Rational identification of antisense oligonucleotide (AON) target sites for the case of exon 45. AON target sequences were determined by first identifying the sequences with the lowest possible L3 score, followed by selecting those among them with the highest possible R_ESE score. A low L3 score means that there are minimal engaged nucleotides (or black spots on the plot). Segments of the target exon sequence that are predicted to contain exonic splicing enhancer (ESE) motifs are indicated on the vertical axis—bar charts (ESE-finder) and short sequences (Rescue-ESE). The three AON target sites selected are indicated in the plot. See Supplementary Fig. S1 for the remaining target exons. R_ESE score denotes the fraction of nucleotides within a target sequence with ESE motifs.

Lastly, AON target sequences with lengths between 20 and 35 nucleotides long were subsequently identified first by having the lowest possible L3 score (<0.23) and then by the highest possible R_ESE score (>0.44). The range of AON target length, upper limit of L3 score, and lower limit of R_ESE score used were inferred from prior studies wherein efficient AON target sequences lie between this range (Aartsma-Rus et al., 2005, 2009b; Popplewell et al., 2009; Wilton et al., 2007).

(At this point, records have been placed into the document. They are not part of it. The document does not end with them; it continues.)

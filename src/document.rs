use chrono::{Datelike, NaiveDate};

use crate::report_error::ReportError;
use crate::series::HOURS_PER_DAY;

/// Header fields of a daily 80020 document, already in their textual form
#[derive(Debug, Clone, PartialEq, Eq)]
pub struct DailyHeader {
    /// Two-digit day of month
    pub day: String,
    pub contract: String,
    pub company_name: String,
    pub meter: String,
    /// Two-digit month
    pub month: String,
    pub year: String,
}

impl DailyHeader {
    pub fn new(date: NaiveDate, contract: &str, company_name: &str, meter: &str) -> Self {
        Self {
            day: format!("{:02}", date.day()),
            contract: contract.to_string(),
            company_name: company_name.to_string(),
            meter: meter.to_string(),
            month: format!("{:02}", date.month()),
            year: date.year().to_string(),
        }
    }
}

/// One hourly interval `[start, end)` of the document body
#[derive(Debug, Clone, PartialEq, Eq)]
pub struct BodyEntry {
    pub start_hour: String,
    pub end_hour: String,
    pub value: String,
}

#[derive(Debug, Clone, PartialEq)]
pub struct DailyDocument {
    pub header: DailyHeader,
    pub entries: Vec<BodyEntry>,
}

impl DailyDocument {
    /// Build the document for one day from exactly 24 hourly values.
    pub fn build(header: DailyHeader, values: &[f64]) -> Result<Self, ReportError> {
        if values.len() != HOURS_PER_DAY {
            return Err(ReportError::Shape {
                what: "daily grid",
                expected: HOURS_PER_DAY,
                actual: values.len(),
            });
        }

        let entries = values
            .iter()
            .enumerate()
            .map(|(i, v)| BodyEntry {
                start_hour: format!("{i:02}"),
                end_hour: end_hour(i),
                value: format_value(*v),
            })
            .collect();

        Ok(Self { header, entries })
    }
}

/// End of the hour starting at slot `i`; the last hour wraps to "00".
pub fn end_hour(i: usize) -> String {
    if i == HOURS_PER_DAY - 1 {
        "00".to_string()
    } else {
        format!("{:02}", i + 1)
    }
}

/// Zero is written as "0"; anything else with one decimal and a comma separator.
pub fn format_value(v: f64) -> String {
    if v == 0.0 {
        "0".to_string()
    } else {
        format!("{v:.1}").replacen('.', ",", 1)
    }
}

#[cfg(test)]
mod tests {
    use super::*;

    #[test]
    fn test_header_fields() {
        let date = NaiveDate::from_ymd_opt(2020, 2, 2).unwrap();
        let header = DailyHeader::new(date, "98765432", "OOO STAR", "23456789");
        assert_eq!(
            header,
            DailyHeader {
                day: "02".to_string(),
                contract: "98765432".to_string(),
                company_name: "OOO STAR".to_string(),
                meter: "23456789".to_string(),
                month: "02".to_string(),
                year: "2020".to_string(),
            }
        );
    }

    #[test]
    fn test_header_two_digit_day_and_month() {
        let date = NaiveDate::from_ymd_opt(2020, 11, 17).unwrap();
        let header = DailyHeader::new(date, "", "", "");
        assert_eq!(header.day, "17");
        assert_eq!(header.month, "11");
        assert_eq!(header.year, "2020");
    }

    #[test]
    fn test_end_hour() {
        assert_eq!(end_hour(0), "01");
        assert_eq!(end_hour(8), "09");
        assert_eq!(end_hour(22), "23");
        assert_eq!(end_hour(23), "00");
    }

    #[test]
    fn test_format_value() {
        assert_eq!(format_value(0.0), "0");
        assert_eq!(format_value(-0.0), "0");
        assert_eq!(format_value(45.0), "45,0");
        assert_eq!(format_value(24.23), "24,2");
        assert_eq!(format_value(282.0), "282,0");
        assert_eq!(format_value(0.04), "0,0");
        assert_eq!(format_value(1234.56), "1234,6");
    }

    #[test]
    fn test_format_value_half_steps() {
        // 43.85 is stored slightly above the half step
        assert_eq!(format_value(43.85), "43,9");
        // 0.25 is an exact binary tie and rounds half to even
        assert_eq!(format_value(0.25), "0,2");
    }

    #[test]
    fn test_build_rejects_wrong_length() {
        let header = DailyHeader::new(NaiveDate::from_ymd_opt(2020, 2, 1).unwrap(), "", "", "");
        assert!(matches!(
            DailyDocument::build(header, &[0.0, 0.0]),
            Err(ReportError::Shape {
                expected: 24,
                actual: 2,
                ..
            })
        ));
    }

    #[test]
    fn test_build_zero_day() {
        let header = DailyHeader::new(NaiveDate::from_ymd_opt(2020, 2, 1).unwrap(), "", "", "");
        let doc = DailyDocument::build(header, &[0.0; 24]).unwrap();

        assert_eq!(doc.entries.len(), 24);
        for (i, entry) in doc.entries.iter().enumerate() {
            assert_eq!(entry.start_hour, format!("{i:02}"));
            assert_eq!(entry.value, "0");
        }
        assert_eq!(doc.entries[23].end_hour, "00");
    }

    #[test]
    fn test_build_formats_values() {
        let header = DailyHeader::new(NaiveDate::from_ymd_opt(2020, 2, 1).unwrap(), "", "", "");
        let mut values = [0.0; 24];
        values[0] = 282.0;
        values[9] = 65.24;

        let doc = DailyDocument::build(header, &values).unwrap();
        assert_eq!(doc.entries[0].value, "282,0");
        assert_eq!(doc.entries[9].value, "65,2");
        assert_eq!(doc.entries[1].value, "0");
    }
}
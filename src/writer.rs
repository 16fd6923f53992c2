use std::fs;
use std::path::{Path, PathBuf};
use tracing::debug;

use crate::document::DailyHeader;
use crate::report_error::ReportError;

/// Directory holding all day files of one month: `80020-MM-YYYY`.
pub fn report_dir_name(month: u32, year: i32) -> String {
    format!("80020-{month:02}-{year}")
}

/// File name of one day's document: `80020_001_<contract>_DDMMYYYY.xml`.
pub fn day_file_name(header: &DailyHeader) -> String {
    format!(
        "80020_001_{}_{:0>2}{:0>2}{}.xml",
        header.contract, header.day, header.month, header.year
    )
}

/// Create the month directory under `root` if it does not exist yet.
pub fn ensure_report_dir(root: &Path, month: u32, year: i32) -> Result<PathBuf, ReportError> {
    let dir = root.join(report_dir_name(month, year));
    fs::create_dir_all(&dir)?;
    Ok(dir)
}

/// Write a rendered day document into `dir`, replacing any previous file.
pub fn write_day(dir: &Path, header: &DailyHeader, contents: &str) -> Result<PathBuf, ReportError> {
    let path = dir.join(day_file_name(header));
    fs::write(&path, contents)?;
    debug!("Wrote {} ({} bytes)", path.display(), contents.len());
    Ok(path)
}
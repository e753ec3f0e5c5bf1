//! CSV record parsing and per-row validation
//!
//! The parser maps required columns by header name (case-insensitive),
//! validates every data row, and canonicalizes prices. Validation failures
//! are row-scoped: a bad row is skipped and counted, never an error for the
//! whole import. Only a missing required column aborts.

use chrono::NaiveDate;
use prices_common::price;
use thiserror::Error;
use tracing::warn;

use crate::features::prices::types::PriceRecord;

/// Result of parsing one CSV payload
#[derive(Debug)]
pub struct ParsedBatch {
    /// Validated candidate records, in file order.
    pub records: Vec<PriceRecord>,
    /// Data lines read, including rejected and unparseable ones.
    pub total_count: i64,
}

/// Errors that abort the whole import before any persistence
#[derive(Error, Debug)]
pub enum CsvImportError {
    #[error("failed to read csv header: {0}")]
    Header(#[from] csv::Error),

    #[error("csv missing required column '{0}'")]
    MissingColumn(&'static str),
}

struct ColumnIndex {
    name: usize,
    category: usize,
    price: usize,
    create_date: usize,
    id: Option<usize>,
}

impl ColumnIndex {
    fn from_header(header: &csv::StringRecord) -> Result<Self, CsvImportError> {
        let position = |col: &'static str| {
            header
                .iter()
                .position(|h| h.trim().eq_ignore_ascii_case(col))
                .ok_or(CsvImportError::MissingColumn(col))
        };

        Ok(Self {
            name: position("name")?,
            category: position("category")?,
            price: position("price")?,
            create_date: position("create_date")?,
            id: position("id").ok(),
        })
    }
}

/// Parse a CSV payload into validated candidate records.
pub fn parse_records(csv_bytes: &[u8]) -> Result<ParsedBatch, CsvImportError> {
    let mut reader = csv::ReaderBuilder::new()
        .flexible(true)
        .trim(csv::Trim::None)
        .from_reader(csv_bytes);

    let header = reader.headers()?.clone();
    let columns = ColumnIndex::from_header(&header)?;

    let mut records = Vec::new();
    let mut total_count: i64 = 0;

    for row in reader.records() {
        total_count += 1;

        let row = match row {
            Ok(row) => row,
            Err(err) => {
                warn!(line = total_count, error = %err, "csv read error, skipping line");
                continue;
            },
        };

        match parse_row(&row, &columns) {
            Some(record) => records.push(record),
            None => continue,
        }
    }

    Ok(ParsedBatch {
        records,
        total_count,
    })
}

/// Validate one data row. `None` means the row is rejected (but still counted
/// by the caller).
fn parse_row(row: &csv::StringRecord, columns: &ColumnIndex) -> Option<PriceRecord> {
    let cell = |idx: usize| row.get(idx).map(str::trim).unwrap_or("");

    let name = cell(columns.name);
    let category = cell(columns.category);
    let price_text = cell(columns.price);
    let date_text = cell(columns.create_date);

    if name.is_empty() || category.is_empty() || price_text.is_empty() || date_text.is_empty() {
        return None;
    }

    let price = price::canonicalize(price_text).ok()?;
    let create_date = parse_date(date_text)?;

    let source_id = columns
        .id
        .map(|idx| cell(idx))
        .and_then(|s| s.parse::<i64>().ok());

    Some(PriceRecord {
        name: name.to_string(),
        category: category.to_string(),
        price_cents: price.cents,
        price_decimal: price.text,
        create_date,
        source_id,
    })
}

/// Strict `YYYY-MM-DD` only; chrono alone would also accept unpadded fields.
fn parse_date(text: &str) -> Option<NaiveDate> {
    if text.len() != 10 {
        return None;
    }
    NaiveDate::parse_from_str(text, "%Y-%m-%d").ok()
}

#[cfg(test)]
mod tests {
    use super::*;

    fn parse(input: &str) -> ParsedBatch {
        parse_records(input.as_bytes()).unwrap()
    }

    #[test]
    fn test_parses_valid_rows() {
        let batch = parse(
            "id,name,category,price,create_date\n\
             1,Apple,Fruit,1.50,2024-01-01\n\
             2,Banana,Fruit,0.75,2024-01-02\n",
        );
        assert_eq!(batch.total_count, 2);
        assert_eq!(batch.records.len(), 2);
        assert_eq!(batch.records[0].name, "Apple");
        assert_eq!(batch.records[0].price_cents, 150);
        assert_eq!(batch.records[0].price_decimal, "1.50");
        assert_eq!(batch.records[0].source_id, Some(1));
    }

    #[test]
    fn test_header_mapping_is_case_insensitive_and_order_free() {
        let batch = parse(
            "PRICE,Create_Date,NAME,Category\n\
             2.00,2024-05-05,Pen,Office\n",
        );
        assert_eq!(batch.records.len(), 1);
        assert_eq!(batch.records[0].category, "Office");
        assert_eq!(batch.records[0].price_decimal, "2.00");
        assert_eq!(batch.records[0].source_id, None);
    }

    #[test]
    fn test_missing_required_column_aborts() {
        let result = parse_records(b"id,name,price,create_date\n1,Apple,1.50,2024-01-01\n");
        assert!(matches!(
            result,
            Err(CsvImportError::MissingColumn("category"))
        ));
    }

    #[test]
    fn test_first_missing_column_is_reported() {
        // Several required columns absent; the lookup fails on the first one
        // rather than falling back to any existing index.
        let result = parse_records(b"price,create_date\n1.50,2024-01-01\n");
        assert!(matches!(result, Err(CsvImportError::MissingColumn("name"))));
    }

    #[test]
    fn test_cells_are_trimmed() {
        let batch = parse("name,category,price,create_date\n  Apple , Fruit , 1.5 , 2024-01-01 \n");
        assert_eq!(batch.records.len(), 1);
        assert_eq!(batch.records[0].name, "Apple");
        assert_eq!(batch.records[0].category, "Fruit");
    }

    #[test]
    fn test_empty_field_rejects_row_but_counts_it() {
        let batch = parse(
            "name,category,price,create_date\n\
             ,Fruit,1.50,2024-01-01\n\
             Apple,Fruit,1.50,2024-01-01\n",
        );
        assert_eq!(batch.total_count, 2);
        assert_eq!(batch.records.len(), 1);
    }

    #[test]
    fn test_bad_price_and_bad_date_reject_rows() {
        let batch = parse(
            "name,category,price,create_date\n\
             Apple,Fruit,1:50,2024-01-01\n\
             Apple,Fruit,0,2024-01-01\n\
             Apple,Fruit,1.50,01-01-2024\n\
             Apple,Fruit,1.50,2024-1-1\n\
             Pear,Fruit,2.50,2024-01-01\n",
        );
        assert_eq!(batch.total_count, 5);
        assert_eq!(batch.records.len(), 1);
        assert_eq!(batch.records[0].name, "Pear");
    }

    #[test]
    fn test_short_row_is_rejected_not_fatal() {
        let batch = parse(
            "name,category,price,create_date\n\
             Apple,Fruit\n\
             Apple,Fruit,1.50,2024-01-01\n",
        );
        assert_eq!(batch.total_count, 2);
        assert_eq!(batch.records.len(), 1);
    }

    #[test]
    fn test_malformed_quoting_is_counted_and_skipped() {
        let batch = parse(
            "name,category,price,create_date\n\
             \"Apple,Fruit,1.50,2024-01-01\n\
             Pear,Fruit,2.00,2024-01-02\n",
        );
        // The unterminated quote poisons the rest of the payload; the read
        // error is counted and nothing after it parses.
        assert!(batch.records.is_empty());
        assert!(batch.total_count >= 1);
    }

    #[test]
    fn test_non_numeric_id_becomes_none() {
        let batch = parse("id,name,category,price,create_date\nabc,Apple,Fruit,1.50,2024-01-01\n");
        assert_eq!(batch.records[0].source_id, None);
    }
}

Experimental validation of AON efficiency in inducing exon skipping

Twenty-one AONs were tested for their efficiency in exon skipping in primary cultures of human fibroblast cells, while five AONs each targeting exon 51 or 53 were tested in primary cultures of patient muscle cells (see Materials and Methods ). Their efficacy was determined by RT-PCR analysis, followed by sequencing analysis, to show the target exon skipping induced in DMD transcripts. Their efficiency was measured by densitometry of the gel images that semiquantified the amplicons with exon skipping and the amplicons of native transcripts. AON efficiency is presented as a percentage of the amplicons with exon skipping relative to total amplicons and are classified as ++ (>25%), + (<25%), and − (0%); these standard classification criteria of AON efficiencies were used in prior studies (Aartsma-Rus et al., 2005, 2009b; Popplewell et al., 2009; Wilton et al., 2007). An efficient or “++” AON is defined as one that can consistently induce transcription of more than 25% of total dystrophin mRNAs based upon the observation that 22% of human and 20% of mice native dystrophin transcripts are sufficient to either avoid or ameliorate DMD symptoms (Faulkner et al., 1997; Neri et al., 2007; Sharp et al., 2011). The agarose gel electrophoresis of nested PCR products from the cDNA derived from DMD patients' muscle cells, which were treated with AONs targeting exons 51 and 53, showed a band with a molecular weight between the native-transcript amplicons and the exon-skipping-carrying-transcript amplicons (Figs. 3c and 3d). Bidirectional sequencing confirmed that this band is a hetero-duplex formed between the native-transcript amplicons with the exon-skipping-carrying-transcript amplicons. In such hetero-duplex, the contributions from native transcripts and transcripts with exon skipping to the band were considered to be 50%/50%. Table 1 lists the average efficiency of each AON; the standard deviation of the average efficiency is given in Supplementary Table S2.

FIG. 3.

Efficiency of novel AONs targeting exons 47, 51, 53, and 57. AON at 100 nM concentration was used to treat cells to induce specific exon skipping of DMD transcripts. AON efficiency was assessed by comparing amplicons of DMD transcripts harboring exon skipping (lower arrow) with amplicons of native DMD transcript (upper arrow). AONs were able to induce exon skipping efficiently in human primary fibroblast cells for exons (a) 47, (b) 57, and in DMD patient skeletal muscle cells for exons (c) 51 and (d) 53. *Hetero-duplex formation between amplicons carrying exon skipping with native transcripts that appear as an additional band with molecular weight of slightly lower than those of native transcript amplicons.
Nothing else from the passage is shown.